▶ _Work task_:
Match the string "Active" against each line below, and copy every line that matches.

##### Records for this task #####

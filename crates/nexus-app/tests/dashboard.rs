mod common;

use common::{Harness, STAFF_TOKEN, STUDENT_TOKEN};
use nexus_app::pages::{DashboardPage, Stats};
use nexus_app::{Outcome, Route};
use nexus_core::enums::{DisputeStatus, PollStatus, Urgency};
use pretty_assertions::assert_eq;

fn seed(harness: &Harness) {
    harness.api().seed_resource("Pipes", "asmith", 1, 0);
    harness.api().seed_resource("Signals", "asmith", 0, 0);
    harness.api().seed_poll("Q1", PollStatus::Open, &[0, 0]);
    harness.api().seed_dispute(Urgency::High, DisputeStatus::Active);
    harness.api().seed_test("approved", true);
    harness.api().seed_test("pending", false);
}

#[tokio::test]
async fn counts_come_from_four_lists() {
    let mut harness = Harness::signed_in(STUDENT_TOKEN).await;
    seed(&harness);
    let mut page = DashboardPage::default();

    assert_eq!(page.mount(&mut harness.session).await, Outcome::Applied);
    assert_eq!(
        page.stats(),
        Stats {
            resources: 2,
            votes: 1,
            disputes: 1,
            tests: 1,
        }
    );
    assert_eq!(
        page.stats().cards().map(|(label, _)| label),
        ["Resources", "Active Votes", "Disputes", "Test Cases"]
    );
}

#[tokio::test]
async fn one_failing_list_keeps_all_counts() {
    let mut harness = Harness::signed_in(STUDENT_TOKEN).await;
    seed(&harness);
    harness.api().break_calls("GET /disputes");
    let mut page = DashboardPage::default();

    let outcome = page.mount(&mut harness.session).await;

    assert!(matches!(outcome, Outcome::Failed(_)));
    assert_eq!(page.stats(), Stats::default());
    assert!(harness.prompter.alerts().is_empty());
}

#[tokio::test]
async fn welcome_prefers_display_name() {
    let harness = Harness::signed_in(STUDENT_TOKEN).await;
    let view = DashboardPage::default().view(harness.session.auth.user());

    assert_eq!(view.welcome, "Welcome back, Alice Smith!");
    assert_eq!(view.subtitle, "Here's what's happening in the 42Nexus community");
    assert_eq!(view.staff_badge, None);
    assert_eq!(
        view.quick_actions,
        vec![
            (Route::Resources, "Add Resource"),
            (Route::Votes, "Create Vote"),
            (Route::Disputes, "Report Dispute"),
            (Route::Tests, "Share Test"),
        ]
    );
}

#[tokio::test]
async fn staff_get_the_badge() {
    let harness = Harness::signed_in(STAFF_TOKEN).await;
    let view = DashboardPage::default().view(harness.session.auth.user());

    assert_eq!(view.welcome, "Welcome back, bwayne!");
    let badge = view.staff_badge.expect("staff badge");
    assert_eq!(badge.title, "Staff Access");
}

#####
##### Records for this task #####

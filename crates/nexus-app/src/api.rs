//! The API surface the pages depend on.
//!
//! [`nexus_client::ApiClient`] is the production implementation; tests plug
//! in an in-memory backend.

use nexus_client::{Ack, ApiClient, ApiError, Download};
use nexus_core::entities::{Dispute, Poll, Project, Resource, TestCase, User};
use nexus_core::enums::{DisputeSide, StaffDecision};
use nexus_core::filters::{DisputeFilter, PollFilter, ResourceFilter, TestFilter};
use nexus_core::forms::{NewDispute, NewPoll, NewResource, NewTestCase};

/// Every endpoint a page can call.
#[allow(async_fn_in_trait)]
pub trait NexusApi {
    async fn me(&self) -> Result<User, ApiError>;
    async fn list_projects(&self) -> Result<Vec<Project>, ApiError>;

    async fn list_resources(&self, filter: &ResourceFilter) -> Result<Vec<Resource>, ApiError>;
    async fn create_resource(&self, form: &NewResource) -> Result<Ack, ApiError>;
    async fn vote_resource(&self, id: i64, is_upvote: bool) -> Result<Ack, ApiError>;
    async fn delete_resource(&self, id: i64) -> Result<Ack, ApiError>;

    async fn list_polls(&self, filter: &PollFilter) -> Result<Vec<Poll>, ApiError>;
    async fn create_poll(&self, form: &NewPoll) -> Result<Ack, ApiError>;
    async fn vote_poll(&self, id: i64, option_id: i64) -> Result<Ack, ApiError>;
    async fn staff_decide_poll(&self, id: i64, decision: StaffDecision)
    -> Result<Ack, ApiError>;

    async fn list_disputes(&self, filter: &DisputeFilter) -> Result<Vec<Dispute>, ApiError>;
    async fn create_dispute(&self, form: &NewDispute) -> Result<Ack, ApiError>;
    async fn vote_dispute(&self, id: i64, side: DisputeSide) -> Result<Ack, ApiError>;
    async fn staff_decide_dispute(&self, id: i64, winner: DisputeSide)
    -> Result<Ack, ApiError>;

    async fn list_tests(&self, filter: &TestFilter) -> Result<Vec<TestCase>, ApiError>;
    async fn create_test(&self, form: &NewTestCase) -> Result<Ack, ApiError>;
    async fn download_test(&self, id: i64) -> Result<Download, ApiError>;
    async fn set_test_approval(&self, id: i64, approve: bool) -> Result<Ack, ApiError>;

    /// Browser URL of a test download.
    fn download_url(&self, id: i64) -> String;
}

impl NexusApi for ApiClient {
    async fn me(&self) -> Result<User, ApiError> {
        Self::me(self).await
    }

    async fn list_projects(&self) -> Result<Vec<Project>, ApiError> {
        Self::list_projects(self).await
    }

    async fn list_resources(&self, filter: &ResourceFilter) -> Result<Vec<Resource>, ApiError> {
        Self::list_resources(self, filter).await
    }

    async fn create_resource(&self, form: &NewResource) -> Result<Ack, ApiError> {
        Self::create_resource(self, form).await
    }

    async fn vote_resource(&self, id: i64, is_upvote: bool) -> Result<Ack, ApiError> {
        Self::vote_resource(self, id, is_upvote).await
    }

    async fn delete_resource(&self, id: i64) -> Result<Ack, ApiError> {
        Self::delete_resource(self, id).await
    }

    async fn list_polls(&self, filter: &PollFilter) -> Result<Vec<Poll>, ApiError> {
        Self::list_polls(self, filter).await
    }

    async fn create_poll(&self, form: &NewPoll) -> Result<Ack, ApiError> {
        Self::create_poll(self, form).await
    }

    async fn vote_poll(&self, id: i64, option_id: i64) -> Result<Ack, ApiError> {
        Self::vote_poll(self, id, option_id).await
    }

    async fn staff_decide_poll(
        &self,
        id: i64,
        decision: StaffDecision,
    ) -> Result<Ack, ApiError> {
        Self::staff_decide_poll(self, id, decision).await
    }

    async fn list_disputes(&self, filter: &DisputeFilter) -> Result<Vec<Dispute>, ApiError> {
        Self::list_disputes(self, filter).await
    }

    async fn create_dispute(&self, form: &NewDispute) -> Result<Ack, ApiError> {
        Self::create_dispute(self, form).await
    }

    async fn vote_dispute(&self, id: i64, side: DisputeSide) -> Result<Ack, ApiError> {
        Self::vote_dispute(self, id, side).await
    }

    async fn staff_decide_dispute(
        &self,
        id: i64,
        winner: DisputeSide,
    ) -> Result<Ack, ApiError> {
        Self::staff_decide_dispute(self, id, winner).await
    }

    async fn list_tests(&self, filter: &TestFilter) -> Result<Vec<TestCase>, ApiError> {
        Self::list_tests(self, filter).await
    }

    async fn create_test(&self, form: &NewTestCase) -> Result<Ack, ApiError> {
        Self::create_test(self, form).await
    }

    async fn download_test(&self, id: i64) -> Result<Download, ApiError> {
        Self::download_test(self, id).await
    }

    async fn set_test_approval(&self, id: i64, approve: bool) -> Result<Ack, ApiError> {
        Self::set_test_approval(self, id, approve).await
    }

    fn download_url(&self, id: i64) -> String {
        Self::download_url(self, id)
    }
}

#####

▶ _The answer_:
    harness.api().seed_dispute(Urgency::High, DisputeStatus::Active);
        ["Resources", "Active Votes", "Disputes", "Test Cases"]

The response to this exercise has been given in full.